Yoga Nidra is a special kind of yoga that helps you rest and restore through what’s called ‘yogic sleep’. It’s a kind of guided meditation that helps your brain shift from its busy waking conscious state into a calmer more relaxed state. It helps you ‘power down’, releasing serotonin (the happiness hormone), and guiding you into a restorative meditative state, or a deep, peaceful asleep.
What to expect
The practice is really easy – you simply lie still and follow the guided meditation, letting the stress of the day go, welcoming peace and sleep. After the practice you can either stay asleep or reawaken feeling happier, calmer and more rested.
There are two versions of this practice – one will wake you at the end, the other lets you drift into sleep. The second version is really helpful if you wake in the middle of the night: pop your headphones on and play it on your phone in bed. You needn’t watch the video once you have learned how to set up your space; just listen to the meditation and drift back to sleep.
What will you need?
You can do Yoga Nidra wearing anything you like, as long as it’s comfortable. You will need to make a peaceful space to do the practice: in bed with your legs propped up as Uma explains; on the floor on top of a duvet with your legs on the couch; or on a yoga mat, well supported by bolsters. Plenty of blankets to keep you warm are a good idea, and if it’s day time, something to cover your eyes can help you rest and relax into the practice.

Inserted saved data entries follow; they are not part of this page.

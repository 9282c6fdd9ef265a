//! Result envelope returned by every tool.
//!
//! A call always produces a `CallToolResult` whose structured content is a
//! [`ToolEnvelope`]: either `{"success": true, "data": ...}` or
//! `{"success": false, "error": {"kind", "message", ...}}`. The text content
//! carries a one-line summary so clients that ignore structured content still
//! see what happened.

use rmcp::model::{CallToolResult, Content};
use schemars::JsonSchema;
use serde::{Deserialize, Serialize};

use super::error::{ErrorKind, ToolError};
use crate::domains::openwebui::ClientError;

/// Failure details carried in a failed envelope.
#[derive(Debug, Clone, PartialEq, Serialize, Deserialize, JsonSchema)]
pub struct ToolFailure {
    /// Machine-readable error class.
    pub kind: ErrorKind,

    /// Human-readable message, including the identifier involved when there is one.
    pub message: String,

    /// Upstream HTTP status, when Open WebUI answered.
    #[serde(default, skip_serializing_if = "Option::is_none")]
    pub status: Option<u16>,

    /// Set when the upstream did not answer within the configured timeout.
    #[serde(default, skip_serializing_if = "std::ops::Not::not")]
    pub timed_out: bool,
}

impl ToolFailure {
    pub fn new(kind: ErrorKind, message: impl Into<String>) -> Self {
        Self {
            kind,
            message: message.into(),
            status: None,
            timed_out: false,
        }
    }
}

impl From<&ToolError> for ToolFailure {
    fn from(err: &ToolError) -> Self {
        let mut failure = Self::new(err.kind(), err.to_string());
        if let ToolError::Client(client_err) = err {
            failure.status = client_err.status();
            if let ClientError::Transport { timed_out, .. } = client_err {
                failure.timed_out = *timed_out;
            }
        }
        failure
    }
}

/// Uniform tool result.
#[derive(Debug, Clone, PartialEq, Serialize, Deserialize, JsonSchema)]
pub struct ToolEnvelope {
    /// Whether the operation succeeded.
    pub success: bool,

    /// Result data from Open WebUI (success only).
    #[serde(default, skip_serializing_if = "Option::is_none")]
    pub data: Option<serde_json::Value>,

    /// Failure details (failure only).
    #[serde(default, skip_serializing_if = "Option::is_none")]
    pub error: Option<ToolFailure>,
}

impl ToolEnvelope {
    /// Create a successful envelope.
    pub fn success(data: serde_json::Value) -> Self {
        Self {
            success: true,
            data: Some(data),
            error: None,
        }
    }

    /// Create a failed envelope.
    pub fn failure(failure: ToolFailure) -> Self {
        Self {
            success: false,
            data: None,
            error: Some(failure),
        }
    }

    /// Convert into the MCP result, with `summary` as the first text block.
    pub fn into_call_result(self, summary: impl Into<String>) -> CallToolResult {
        let mut content = vec![Content::text(summary.into())];
        if let Some(pretty) = self
            .data
            .as_ref()
            .and_then(|data| serde_json::to_string_pretty(data).ok())
        {
            content.push(Content::text(pretty));
        }

        let is_error = !self.success;
        CallToolResult {
            content,
            structured_content: serde_json::to_value(&self).ok(),
            is_error: Some(is_error),
            meta: None,
        }
    }
}

impl From<&ToolError> for ToolEnvelope {
    fn from(err: &ToolError) -> Self {
        Self::failure(ToolFailure::from(err))
    }
}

Yoga Nidra: a supercharged catnap
Amazingly, even if you don’t sleep, Yoga Nidra will leave you feeling like you have really rested. Many women who practice the technique regularly say that they come back from their practice feeling fully restored – and according to Yoga Journal, 45 minutes of yogic sleep feels like 3 hours of regular sleep. So if you have had a bad night’s sleep, this 30 minute practice will help to recharge your batteries.
About Uma Dinsmore-Tuli
Uma has 20 years experience of sharing yoga therapy for women’s health, though she started her yoga career aged four, joining her mum watching Yoga for Health on Thames TV. Her career since has been just as intellectually curious and enquiring, spanning different schools of yoga and yoga therapy including Structural Yoga Therapy, Satyananda Yoga and Iyengar Yoga.
Uma gained her Yoga Biomedical Trust Diploma in Yoga Therapy in 1999, and subsequently trained in Structural Yoga Therapy and Ayurvedic Yoga Therapy, and worked as a yoga therapist with special expertise in women’s health. She is a recognised teacher of the British Wheel of Yoga, and is an International Association of Yoga Therapists’ Certified Yoga Therapist (C-IAYT).